In past debates, Biden was attacked by the other candidates the most, as he was the front-runner in most polls. However, Warren has replaced him in the top spot in recent polls. Because of this, she was criticized more frequently than others on stage. Biden, Buttigieg, and Klobuchar characterized Medicare for All as unrealistic, forcing both Warren and Sanders to go on the defensive.

Publications like The Washington Post have claimed Warren and Sanders were the winners of the debate, while naming Biden the loser. This is due to Biden’s frequent mix-ups; at one point he confused Iraq with Afghanistan.

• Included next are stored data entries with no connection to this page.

use std::fmt;
use std::fs;
use std::path::Path;
use std::time::{Duration, SystemTime};

use lofty::error::{ErrorKind, LoftyError};
use lofty::prelude::{AudioFile, ItemKey, TaggedFileExt};
use lofty::probe::Probe;
use lofty::tag::Tag;

pub use common::ScanErrorKind;

#[cfg(any(test, feature = "test-util"))]
pub mod testing;

const MAX_PLAUSIBLE_DURATION: Duration = Duration::from_secs(48 * 60 * 60);

/// Track-level tags of one audio file.
#[derive(Debug, Clone, PartialEq, Eq)]
pub struct TrackMetadata {
    pub title: String,
    pub track_number: Option<u32>,
    pub disc_number: Option<u32>,
    pub duration: Duration,
    pub creation_time: SystemTime,
    pub artist: Option<String>,
    pub release: Option<String>,
    pub genre_list: String,
    pub genres: Vec<String>,
    pub recording_mbid: Option<String>,
}

#[derive(Debug, Clone, PartialEq, Eq)]
pub struct ExtractError {
    pub kind: ScanErrorKind,
    pub system_error: Option<String>,
}

impl ExtractError {
    pub fn new(kind: ScanErrorKind) -> Self {
        Self {
            kind,
            system_error: None,
        }
    }

    fn io(err: std::io::Error) -> Self {
        Self {
            kind: ScanErrorKind::CannotReadFile,
            system_error: Some(err.to_string()),
        }
    }

    fn lofty(err: LoftyError) -> Self {
        let kind = match err.kind() {
            ErrorKind::Io(_) => ScanErrorKind::CannotReadFile,
            _ => ScanErrorKind::CannotParseFile,
        };
        Self {
            kind,
            system_error: Some(err.to_string()),
        }
    }
}

impl fmt::Display for ExtractError {
    fn fmt(&self, f: &mut fmt::Formatter<'_>) -> fmt::Result {
        match &self.system_error {
            Some(detail) => write!(f, "{}: {}", self.kind, detail),
            None => write!(f, "{}", self.kind),
        }
    }
}

impl std::error::Error for ExtractError {}

/// Reads the tags of `path`. Never touches the catalog.
pub fn extract(path: &Path) -> Result<TrackMetadata, ExtractError> {
    let file_meta = fs::metadata(path).map_err(ExtractError::io)?;
    if !file_meta.is_file() {
        return Err(ExtractError {
            kind: ScanErrorKind::CannotReadFile,
            system_error: Some("not a regular file".to_string()),
        });
    }

    let tagged_file = Probe::open(path)
        .map_err(ExtractError::lofty)?
        .guess_file_type()
        .map_err(ExtractError::io)?
        .read()
        .map_err(ExtractError::lofty)?;

    let properties = tagged_file.properties();
    if properties.sample_rate().is_none() && properties.channels().is_none() {
        return Err(ExtractError::new(ScanErrorKind::NoAudioTrack));
    }

    let duration = properties.duration();
    check_duration(duration)?;

    let creation_time = file_meta.created().unwrap_or_else(|_| SystemTime::now());

    let mut metadata = TrackMetadata {
        title: file_stem(path),
        track_number: None,
        disc_number: None,
        duration,
        creation_time,
        artist: None,
        release: None,
        genre_list: String::new(),
        genres: Vec::new(),
        recording_mbid: None,
    };

    if let Some(tag) = tagged_file.primary_tag().or_else(|| tagged_file.first_tag()) {
        apply_tag(&mut metadata, tag);
    }

    Ok(metadata)
}

fn check_duration(duration: Duration) -> Result<(), ExtractError> {
    if duration.is_zero() || duration > MAX_PLAUSIBLE_DURATION {
        return Err(ExtractError::new(ScanErrorKind::BadDuration));
    }
    Ok(())
}

fn apply_tag(metadata: &mut TrackMetadata, tag: &Tag) {
    if let Some(title) = tag_text(tag, &ItemKey::TrackTitle) {
        metadata.title = title;
    }
    metadata.artist = tag_text(tag, &ItemKey::TrackArtist)
        .or_else(|| tag_text(tag, &ItemKey::AlbumArtist));
    metadata.release = tag_text(tag, &ItemKey::AlbumTitle);
    metadata.track_number = tag.get_string(&ItemKey::TrackNumber).and_then(parse_number);
    metadata.disc_number = tag.get_string(&ItemKey::DiscNumber).and_then(parse_number);
    metadata.recording_mbid = tag_text(tag, &ItemKey::MusicBrainzRecordingId);

    let raw: Vec<&str> = tag
        .get_strings(&ItemKey::Genre)
        .map(str::trim)
        .filter(|value| !value.is_empty())
        .collect();
    metadata.genre_list = raw.join("; ");
    metadata.genres = parse_genres(&metadata.genre_list);
}

fn tag_text(tag: &Tag, key: &ItemKey) -> Option<String> {
    tag.get_string(key)
        .map(|value| value.trim())
        .filter(|value| !value.is_empty())
        .map(|value| value.to_string())
}

fn parse_number(text: &str) -> Option<u32> {
    let head = text.split('/').next().unwrap_or(text).trim();
    head.parse().ok()
}

/// Splits a raw genre string into unique genre names, keeping tag order.
pub fn parse_genres(text: &str) -> Vec<String> {
    let mut out: Vec<String> = Vec::new();
    for part in text.split(&[';', ',', '/', '|', '\0'][..]) {
        let trimmed = part.trim();
        if trimmed.is_empty() {
            continue;
        }
        if out.iter().any(|existing| existing == trimmed) {
            continue;
        }
        out.push(trimmed.to_string());
    }
    out
}

fn file_stem(path: &Path) -> String {
    path.file_stem()
        .map(|s| s.to_string_lossy().to_string())
        .unwrap_or_else(|| "Unknown Track".to_string())
}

It remains unclear how many candidates will remain in the race for the caucuses and primaries that start in February, but the main competition remains between Biden, Warren and Sanders, as they continue to be on top when it comes to polling and fundraising numbers.

The next debate will take place Wednesday, November 20th in Georgia, and will be sponsored by MSNBC and The Washington Post. All of the candidates who qualified for the October debate have qualified for the next one, except Castro. O’Rourke dropped out of the presidential race on November 1st, citing financial strain and poor polling numbers.